A campanha de Flávio Bolsonaro (PL) à Presidência entende haver um movimento do "sistema" político, liderado pelo Executivo e pelo Judiciário, com apoio de agentes econômicos, atuando para desestabilizar a candidatura do senador à Presidência.
O exemplo mais recente desse movimento seria o vazamento de dados bancários de Flávio, que a campanha atribui a órgãos federais responsáveis pela análise do fluxo financeiro de pessoas físicas e jurídicas.
Reportagem publicada na quinta-feira (23) pelo portal Metrópoles e confirmada pela CNN aponta que o escritório do senador emitiu duas notas fiscais de R$ 500 mil para uma empresa que operou com o banco de Vorcaro.
Os documentos foram cancelados, mas, dois dias depois, uma nova nota, no mesmo valor, foi emitida para outro CNPJ. O senador nega irregularidades.
As notas oficiais da Secretaria de Comunicação do Palácio do Planalto e do Itamaraty sobre o tarifaço, acusando a família Bolsonaro pela medida, também são apontadas como utilização do aparato estatal para fragilizar a candidatura.
Para a campanha, decisões recentes do Judiciário, como a do ministro do STF (Supremo Tribunal Federal) Flávio Dino, bloqueando bens do presidente do PL, Valdemar da Costa Neto, e a de Alexandre de Moraes, dando seguimento à ação de calúnia do presidente Lula contra Flávio, são outros exemplos.

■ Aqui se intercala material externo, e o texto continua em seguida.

//! Test helpers for inbound HTTP components.

use std::sync::Arc;

use actix_session::{SessionMiddleware, storage::CookieSessionStore};
use actix_web::cookie::Key;

use crate::domain::ports::FixtureCredentialVerifier;
use crate::domain::{DirectoryService, FeedService};
use crate::inbound::http::state::HttpState;
use crate::outbound::persistence::InMemoryDocumentStore;

/// Build a session middleware configured for tests.
///
/// Generates a fresh key per invocation and disables the `Secure` flag so
/// plain HTTP test requests carry the cookie.
pub fn test_session_middleware() -> SessionMiddleware<CookieSessionStore> {
    SessionMiddleware::builder(CookieSessionStore::default(), Key::generate())
        .cookie_name("session".to_owned())
        .cookie_secure(false)
        .build()
}

/// HTTP state backed by a fresh in-memory store and the fixture verifier.
pub fn test_state() -> HttpState {
    let store = Arc::new(InMemoryDocumentStore::new());
    let directory = Arc::new(DirectoryService::new(Arc::clone(&store)));
    let feed = Arc::new(FeedService::new(store));
    HttpState {
        directory: directory.clone(),
        directory_command: directory,
        feed: feed.clone(),
        feed_command: feed,
        verifier: Arc::new(FixtureCredentialVerifier),
    }
}
//! Shared validation helpers for inbound HTTP adapters.

use serde_json::json;

use pagination::{DEFAULT_PAGE_SIZE, PageRequest};

use crate::domain::filter::SortField;
use crate::domain::{Error, ports::SortDirection};

/// Validation error codes surfaced in the `details.code` field.
#[derive(Debug, Clone, Copy, PartialEq, Eq)]
pub(crate) enum ErrorCode {
    InvalidPageSize,
    InvalidSortField,
    InvalidSortDirection,
}

impl ErrorCode {
    fn as_str(self) -> &'static str {
        match self {
            ErrorCode::InvalidPageSize => "invalid_page_size",
            ErrorCode::InvalidSortField => "invalid_sort_field",
            ErrorCode::InvalidSortDirection => "invalid_sort_direction",
        }
    }
}

fn field_error(field: &str, message: String, code: ErrorCode, value: Option<&str>) -> Error {
    let mut details = json!({ "field": field, "code": code.as_str() });
    if let (Some(value), Some(fields)) = (value, details.as_object_mut()) {
        fields.insert("value".to_owned(), json!(value));
    }
    Error::invalid_request(message).with_details(details)
}

/// Build a page request from query parameters, applying the default size.
pub(crate) fn parse_page_request(
    page_size: Option<usize>,
    cursor: Option<String>,
) -> Result<PageRequest, Error> {
    let size = page_size.unwrap_or(DEFAULT_PAGE_SIZE);
    PageRequest::new(size, cursor).map_err(|_| {
        field_error(
            "pageSize",
            "pageSize must be a positive integer".to_owned(),
            ErrorCode::InvalidPageSize,
            None,
        )
    })
}

/// Parse the `sortBy` query value into a sort field.
pub(crate) fn parse_sort_field(value: Option<&str>) -> Result<SortField, Error> {
    match value {
        None => Ok(SortField::default()),
        Some(raw) => SortField::parse(raw).ok_or_else(|| {
            field_error(
                "sortBy",
                "sortBy must be one of rating, name, createdAt".to_owned(),
                ErrorCode::InvalidSortField,
                Some(raw),
            )
        }),
    }
}

/// Parse the `sortDirection` query value.
pub(crate) fn parse_sort_direction(value: Option<&str>) -> Result<SortDirection, Error> {
    match value {
        None => Ok(SortDirection::default()),
        Some("asc") => Ok(SortDirection::Asc),
        Some("desc") => Ok(SortDirection::Desc),
        Some(raw) => Err(field_error(
            "sortDirection",
            "sortDirection must be asc or desc".to_owned(),
            ErrorCode::InvalidSortDirection,
            Some(raw),
        )),
    }
}

#[cfg(test)]
mod tests {
    use super::*;
    use rstest::rstest;

    #[test]
    fn page_request_defaults_to_ten() {
        let request = parse_page_request(None, None).expect("valid");
        assert_eq!(request.page_size(), DEFAULT_PAGE_SIZE);
    }

    #[test]
    fn zero_page_size_is_a_client_error() {
        let err = parse_page_request(Some(0), None).expect_err("rejected");
        assert_eq!(
            err.details().and_then(|d| d.get("code")),
            Some(&serde_json::json!("invalid_page_size"))
        );
    }

    #[rstest]
    #[case(None, SortField::Rating)]
    #[case(Some("rating"), SortField::Rating)]
    #[case(Some("name"), SortField::Name)]
    #[case(Some("createdAt"), SortField::CreatedAt)]
    fn sort_fields_parse(#[case] raw: Option<&str>, #[case] expected: SortField) {
        assert_eq!(parse_sort_field(raw).expect("valid"), expected);
    }

    #[test]
    fn unknown_sort_field_is_rejected_with_the_offending_value() {
        let err = parse_sort_field(Some("popularity")).expect_err("rejected");
        assert_eq!(
            err.details().and_then(|d| d.get("value")),
            Some(&serde_json::json!("popularity"))
        );
    }

    #[rstest]
    #[case(None, SortDirection::Desc)]
    #[case(Some("asc"), SortDirection::Asc)]
    #[case(Some("desc"), SortDirection::Desc)]
    fn sort_directions_parse(#[case] raw: Option<&str>, #[case] expected: SortDirection) {
        assert_eq!(parse_sort_direction(raw).expect("valid"), expected);
    }
}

Interlocutores de Flávio apontam, ainda, que esses movimentos têm dificultado o processo de negociação de alianças com partidos do Centrão, que têm demonstrado receio de se tornarem alvo do Judiciário caso formalizem apoio a Flávio.
O presidente do PP, senador Ciro Nogueira (PI), por exemplo, é investigado pela Polícia Federal no Caso Master.